Government procurement “opens up contracts to small business”

As expected, there have been major announcements today; and fair to say, more extensive and wide ranging than I or most people expected. It does appear to be a package of measures aimed at genuinely making a difference to SMEs bidding for Government work.  I have my doubts about one or two of the ideas; and it's going to take some time to digest them all, but it looks like a good mix of some old ideas revisited and a few that are totally new to me.  Here is the announcement, but if you look at the list of detailed documents, you can see that there is a lot of content sitting behind the headlines.

A few immediate thoughts. The appointment of a 'Crown Commercial Representative' (Stephen Allott) for SMEs is an interesting move, and he has an impressive background.  'Product surgeries' could be useful but SMEs will need to see outcomes or they will quickly be labelled as talking shops.  Allowing suppliers to submit a single PQQ (at commodity level) is great as long as it is managed well.

On the less positive side, I would like to understand more about the idea of eliminating PQQs for lower value contracts; and encouraging the use of the EU 'Open' procedure for higher value contracts is something that does not seem particularly workable based on my experience.  I'd like to get an informed Cabinet Office view on how they see that being effective (rather than creating more work for bidders and buyers which is my initial view).

So we will come back to this lot next week I'm sure and comment further; but well done to the team involved with this in Cabinet Office. It's an impressive package and good to see you've got Ministerial interest in this challenging but very important area.

Voices (3)

  1. T:

    Not the first time I hear the “Powers” encourage the Open procedure to help SMEs.
    I am the advocate of the opposite and agree with your article in questioning – How will it help? At least in the restricted procedure you just waste a bit of time on the PQQ and if selected know that you are in a closed, limited number of people group (around 10, often 5) and in with a good shot. As a consequence worth spending some time putting the bid together.
    In the Open procedure, you have to do your bid with a chance in whatever number of people taking part (sometimes a hundred). What a waste of time and energy of potentially loads of SMEs.

    This pushing the Open Procedure idea is unfortunately in the head of quite a few people, and I am sorry to say that I am not sure about their logic in thinking that it helps SMEs. Maybe in some countries it works? In Sweden most of the tenders are issued under the Open Procedure. Have they got more SMEs applying and being successful? My guess is probably yes.
    Is it because of the Open Procedure or because the tenders have to be in Swedish, most companies in Sweden are Small and the numbers of tenders and suppliers are limited…
    In the UK, the tenders are in English and the grasp of English compared to the grasp of Swedish by companies is slightly more developed throughout Europe. As well we are not speaking about the same numbers of companies…
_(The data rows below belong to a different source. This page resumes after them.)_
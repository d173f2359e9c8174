//! ECS Components
//!
//! Component definitions for production agents.

pub mod agent;

pub use agent::{Agent, AgentId, Production, WorkToDate};
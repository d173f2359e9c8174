//! Step Output
//!
//! Step records and the append-only JSONL step log.

pub mod log;

pub use log::{StepLog, StepRecord};
//! Agent Components
//!
//! Components for production agents: identity, production rate, accumulated work.

use bevy_ecs::prelude::*;
use serde::{Deserialize, Serialize};

/// Default production rate for an agent when none is configured
pub const DEFAULT_PRODUCTION: f64 = 10.0;

/// Marker component identifying an entity as a production agent
#[derive(Component, Debug, Clone, Default)]
pub struct Agent;

/// Unique identifier for an agent.
///
/// Identities are dense from 0 in spawn order and unique within one model.
#[derive(
    Component, Debug, Clone, Copy, PartialEq, Eq, Hash, PartialOrd, Ord, Serialize, Deserialize,
)]
pub struct AgentId(pub u32);

/// Production rate per step - fixed at spawn
#[derive(Component, Debug, Clone, Copy, Serialize, Deserialize)]
pub struct Production(pub f64);

impl Default for Production {
    fn default() -> Self {
        Self(DEFAULT_PRODUCTION)
    }
}

/// Work accumulated so far.
///
/// Monotonically non-decreasing; only the production system touches it,
/// once per step per agent.
#[derive(Component, Debug, Clone, Copy, Default, Serialize, Deserialize)]
pub struct WorkToDate(pub f64);

impl WorkToDate {
    /// Add one step's production to the running total.
    pub fn accrue(&mut self, production: f64, multiplier: f64) {
        self.0 += production * multiplier;
    }
}

#[cfg(test)]
mod tests {
    use super::*;

    #[test]
    fn test_accrue_adds_scaled_production() {
        let mut work = WorkToDate::default();
        work.accrue(10.0, 1.0);
        work.accrue(10.0, 2.0);
        assert_eq!(work.0, 30.0);
    }

    #[test]
    fn test_default_production() {
        assert_eq!(Production::default().0, 10.0);
    }
}
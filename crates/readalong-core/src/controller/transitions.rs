use super::{Effect, EndReason, NarrationEvent, Notice, PlaybackController};
use crate::document::{Document, MutationRecord, NodeId};
use crate::linearize::linearize;
use crate::reconcile::{Boundary, Highlighter, Outcome, markers_in, reconcile, unwrap_marker};
use crate::session::{NarrationSession, SessionLifecycle};
use crate::speech::{BoundaryKind, SpeechEvent, SpeechEventKind};
use tracing::{debug, info, trace, warn};

pub(super) fn transition<D: Document>(
    ctl: &mut PlaybackController,
    doc: &mut D,
    event: NarrationEvent,
) -> Vec<Effect> {
    match event {
        NarrationEvent::Toggle { root } => on_toggle(ctl, doc, root),
        NarrationEvent::Stop => on_stop(ctl, doc),
        NarrationEvent::Speech(event) => on_speech(ctl, doc, event),
        NarrationEvent::StructureChanged { records } => on_structure_changed(ctl, doc, &records),
    }
}

fn on_toggle<D: Document>(ctl: &mut PlaybackController, doc: &mut D, root: NodeId) -> Vec<Effect> {
    let mut effects = Vec::new();
    if let Some(active) = ctl.active_root() {
        // The old session is fully torn down before the new text is read.
        teardown(ctl, doc, EndReason::Cancelled, true, &mut effects);
        if active == root {
            info!(%root, "Narration toggled off");
            return effects;
        }
    }
    start(ctl, doc, root, &mut effects);
    effects
}

fn on_stop<D: Document>(ctl: &mut PlaybackController, doc: &mut D) -> Vec<Effect> {
    let mut effects = Vec::new();
    if ctl.session.is_none() {
        debug!("Stop requested with no active narration");
        return effects;
    }
    teardown(ctl, doc, EndReason::Cancelled, true, &mut effects);
    effects
}

fn start<D: Document>(
    ctl: &mut PlaybackController,
    doc: &mut D,
    root: NodeId,
    effects: &mut Vec<Effect>,
) {
    if !doc.is_attached(root) {
        info!(%root, "Root is not attached; nothing to narrate");
        return;
    }
    // Highlighting replaces the leaf it splits, so a leaf cannot anchor a session.
    if doc.is_text(root) {
        info!(%root, "Root is a bare text leaf; nothing to narrate");
        return;
    }
    if let Err(err) = Highlighter::default().clear(doc, root) {
        warn!(%root, "Failed to unwrap leftover markers: {err}");
    }

    let linearized = linearize(doc, root, &ctl.options.linearize);
    if linearized.is_empty() {
        info!(%root, "Root has no narratable text; not starting");
        return;
    }

    ctl.last_utterance = ctl.last_utterance.next();
    let utterance = ctl.last_utterance;
    let text = linearized.text.clone();
    info!(
        %root,
        %utterance,
        segments = linearized.segments.len(),
        bytes = text.len(),
        "Starting narration"
    );
    ctl.session = Some(NarrationSession::new(root, utterance, linearized));
    effects.push(Effect::Speak {
        utterance,
        text,
        options: ctl.speech.clone(),
    });
    effects.push(Effect::Notify(Notice::Started { root, utterance }));
}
    As for the 25% target. If you refer to the SpikeCavells spotlight on spend website (nice one by the way), you will see that the Authorities registered there are already pretty much all above the 25% target, way above for some of them.
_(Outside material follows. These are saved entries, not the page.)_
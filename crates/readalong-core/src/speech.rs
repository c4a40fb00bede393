//! Seam to the speech-synthesis collaborator.
//!
//! The engine is a black box: it is handed a string and later reports
//! progress through [`SpeechEvent`]s tagged with the utterance they belong
//! to. Nothing here blocks or waits on it.

use serde::{Deserialize, Serialize};
use ts_rs::TS;

pub const MIN_SPEECH_RATE: f32 = 0.1;
pub const MAX_SPEECH_RATE: f32 = 10.0;
pub const MIN_SPEECH_PITCH: f32 = 0.0;
pub const MAX_SPEECH_PITCH: f32 = 2.0;
pub const MIN_SPEECH_VOLUME: f32 = 0.0;
pub const MAX_SPEECH_VOLUME: f32 = 1.0;

/// Identifies one `speak` request and every event it produces.
#[derive(
    Debug, Clone, Copy, Default, PartialEq, Eq, Hash, PartialOrd, Ord, Serialize, Deserialize, TS,
)]
#[serde(transparent)]
#[ts(export)]
pub struct UtteranceId(pub u32);

impl UtteranceId {
    pub fn next(self) -> Self {
        UtteranceId(self.0.wrapping_add(1))
    }
}

impl std::fmt::Display for UtteranceId {
    fn fmt(&self, f: &mut std::fmt::Formatter<'_>) -> std::fmt::Result {
        write!(f, "u{}", self.0)
    }
}

#[derive(Debug, Clone, PartialEq, Serialize, Deserialize)]
pub struct SpeechOptions {
    pub rate: f32,
    pub pitch: f32,
    pub volume: f32,
    pub voice: Option<String>,
}

impl Default for SpeechOptions {
    fn default() -> Self {
        Self {
            rate: 1.0,
            pitch: 1.0,
            volume: 1.0,
            voice: None,
        }
    }
}

impl SpeechOptions {
    /// Clamp every knob into the range engines accept.
    pub fn clamped(mut self) -> Self {
        self.rate = self.rate.clamp(MIN_SPEECH_RATE, MAX_SPEECH_RATE);
        self.pitch = self.pitch.clamp(MIN_SPEECH_PITCH, MAX_SPEECH_PITCH);
        self.volume = self.volume.clamp(MIN_SPEECH_VOLUME, MAX_SPEECH_VOLUME);
        self.voice = self.voice.filter(|voice| !voice.trim().is_empty());
        self
    }
}

#[derive(Debug, Clone, Copy, PartialEq, Eq, Serialize, Deserialize)]
#[serde(rename_all = "snake_case")]
pub enum BoundaryKind {
    Word,
    Sentence,
}

#[derive(Debug, Clone, PartialEq, Eq, Serialize, Deserialize)]
#[serde(tag = "type", rename_all = "snake_case")]
pub enum SpeechEventKind {
    Start,
    Boundary {
        kind: BoundaryKind,
        char_index: usize,
        #[serde(default)]
        char_length: usize,
    },
    End,
    Error {
        reason: String,
    },
}

#[derive(Debug, Clone, PartialEq, Eq, Serialize, Deserialize)]
pub struct SpeechEvent {
    pub utterance: UtteranceId,
    #[serde(flatten)]
    pub kind: SpeechEventKind,
}

impl SpeechEvent {
    pub fn start(utterance: UtteranceId) -> Self {
        Self {
            utterance,
            kind: SpeechEventKind::Start,
        }
    }

    pub fn word(utterance: UtteranceId, char_index: usize, char_length: usize) -> Self {
        Self {
            utterance,
            kind: SpeechEventKind::Boundary {
                kind: BoundaryKind::Word,
                char_index,
                char_length,
            },
        }
    }

    pub fn end(utterance: UtteranceId) -> Self {
        Self {
            utterance,
            kind: SpeechEventKind::End,
        }
    }

    pub fn error(utterance: UtteranceId, reason: impl Into<String>) -> Self {
        Self {
            utterance,
            kind: SpeechEventKind::Error {
                reason: reason.into(),
            },
        }
    }

    pub fn is_terminal(&self) -> bool {
        matches!(
            self.kind,
            SpeechEventKind::End | SpeechEventKind::Error { .. }
        )
    }
}

/// Fire-and-forget speech synthesis.
///
/// After `speak`, the engine reports `Start`, any number of boundaries and
/// then exactly one of `End` or `Error`, all tagged with `utterance`. After
/// `cancel` it still owes that final `End` or `Error`.
pub trait SpeechEngine {
    fn speak(&mut self, utterance: UtteranceId, text: &str, options: &SpeechOptions);

    fn cancel(&mut self, utterance: UtteranceId);
}

#[cfg(test)]
mod tests {
    use super::*;

    #[test]
    fn clamps_options_into_engine_ranges() {
        let opts = SpeechOptions {
            rate: 42.0,
            pitch: -1.0,
            volume: 1.5,
            voice: Some("  ".to_string()),
        }
        .clamped();
        assert!((opts.rate - MAX_SPEECH_RATE).abs() < f32::EPSILON);
        assert!((opts.pitch - MIN_SPEECH_PITCH).abs() < f32::EPSILON);
        assert!((opts.volume - MAX_SPEECH_VOLUME).abs() < f32::EPSILON);
        assert_eq!(opts.voice, None);
    }

    #[test]
    fn utterance_ids_wrap() {
        assert_eq!(UtteranceId(u32::MAX).next(), UtteranceId(0));
        assert_eq!(UtteranceId(4).next(), UtteranceId(5));
    }

    #[test]
    fn events_deserialize_from_engine_payloads() {
        let event: SpeechEvent = serde_json::from_str(
            r#"{"utterance":3,"type":"boundary","kind":"word","char_index":6}"#,
        )
        .unwrap();
        assert_eq!(event, SpeechEvent::word(UtteranceId(3), 6, 0));
        assert!(!event.is_terminal());

        let event: SpeechEvent =
            serde_json::from_str(r#"{"utterance":3,"type":"error","reason":"interrupted"}"#)
                .unwrap();
        assert!(event.is_terminal());
    }
}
    Finally ContractsFinder has a very nice look and feel to it. From what i understand though, it is just for Central Government. The Local Authorities will probably be invited to join at some point. How many will do?

    On a more positive note, there are some good ideas, and I am looking forward to see how things develop.

  2. Paul Seddon:

    Peter

    That’s an interesting and, I would say, balanced assessment on these important announcements. There is a body of material to read here. When you couple this with the EU Green Paper on reform to the public and utilities sectors procurement regimes, we have our work cut out to understand and influence how public procurement will be shaped in the future.
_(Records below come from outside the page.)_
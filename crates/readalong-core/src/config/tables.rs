use super::defaults;
use super::models::{LogLevel, NarrationConfig};
use crate::linearize::Separator;
use crate::text_units::OffsetUnit;
use serde::Deserialize;

#[derive(Debug, Clone, Default, Deserialize, serde::Serialize)]
pub(super) struct ConfigTables {
    #[serde(default)]
    highlight: HighlightConfig,
    #[serde(default)]
    speech: SpeechConfig,
    #[serde(default)]
    logging: LoggingConfig,
}

impl From<ConfigTables> for NarrationConfig {
    fn from(tables: ConfigTables) -> Self {
        NarrationConfig {
            separator: tables.highlight.separator,
            offset_unit: tables.highlight.offset_unit,
            infer_word_length: tables.highlight.infer_word_length,
            speech_rate: tables.speech.rate,
            speech_pitch: tables.speech.pitch,
            speech_volume: tables.speech.volume,
            voice: tables.speech.voice,
            log_level: tables.logging.log_level,
        }
    }
}

impl From<&NarrationConfig> for ConfigTables {
    fn from(config: &NarrationConfig) -> Self {
        ConfigTables {
            highlight: HighlightConfig {
                separator: config.separator,
                offset_unit: config.offset_unit,
                infer_word_length: config.infer_word_length,
            },
            speech: SpeechConfig {
                rate: config.speech_rate,
                pitch: config.speech_pitch,
                volume: config.speech_volume,
                voice: config.voice.clone(),
            },
            logging: LoggingConfig {
                log_level: config.log_level,
            },
        }
    }
}

#[derive(Debug, Clone, Deserialize, serde::Serialize)]
struct HighlightConfig {
    #[serde(default = "defaults::default_separator")]
    separator: Separator,
    #[serde(default = "defaults::default_offset_unit")]
    offset_unit: OffsetUnit,
    #[serde(default = "defaults::default_infer_word_length")]
    infer_word_length: bool,
}

impl Default for HighlightConfig {
    fn default() -> Self {
        HighlightConfig {
            separator: defaults::default_separator(),
            offset_unit: defaults::default_offset_unit(),
            infer_word_length: defaults::default_infer_word_length(),
        }
    }
}

#[derive(Debug, Clone, Deserialize, serde::Serialize)]
struct SpeechConfig {
    #[serde(default = "defaults::default_speech_rate")]
    rate: f32,
    #[serde(default = "defaults::default_speech_pitch")]
    pitch: f32,
    #[serde(default = "defaults::default_speech_volume")]
    volume: f32,
    #[serde(default, skip_serializing_if = "Option::is_none")]
    voice: Option<String>,
}

impl Default for SpeechConfig {
    fn default() -> Self {
        SpeechConfig {
            rate: defaults::default_speech_rate(),
            pitch: defaults::default_speech_pitch(),
            volume: defaults::default_speech_volume(),
            voice: None,
        }
    }
}

#[derive(Debug, Clone, Deserialize, serde::Serialize)]
struct LoggingConfig {
    #[serde(default = "defaults::default_log_level")]
    log_level: LogLevel,
}

impl Default for LoggingConfig {
    fn default() -> Self {
        LoggingConfig {
            log_level: defaults::default_log_level(),
        }
    }
}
    I still see a basic contradiction between the centralisation of Central Government procurement – with a (possibly unfair) presumption that this will mean larger lots suitable only for larger suppliers – and the aspiration of 25% of supply from SMEs. Given that contradiction, I would reserve judgement on whether in practice the changes proposed will make much difference to the share of public supply taken SMEs.

    To the extent that the Cabinet Office is focusing on process improvement, then there is the prospect of reduced costs of public tenders for both sides, which must be positive. Again, though, process change is one thing, changing the risk-averse culture of public buyers is quite another. In de-regulating in one way (losing PQQs for low value awards) then it is perfectly possible for the Civil Service to invent another set of rules and/or procedures to restore their comfort level and frustrate the object of de-regulation.

    I hope I am being overly sceptical, but I feel that experience says wait for the detail and keep vigilant!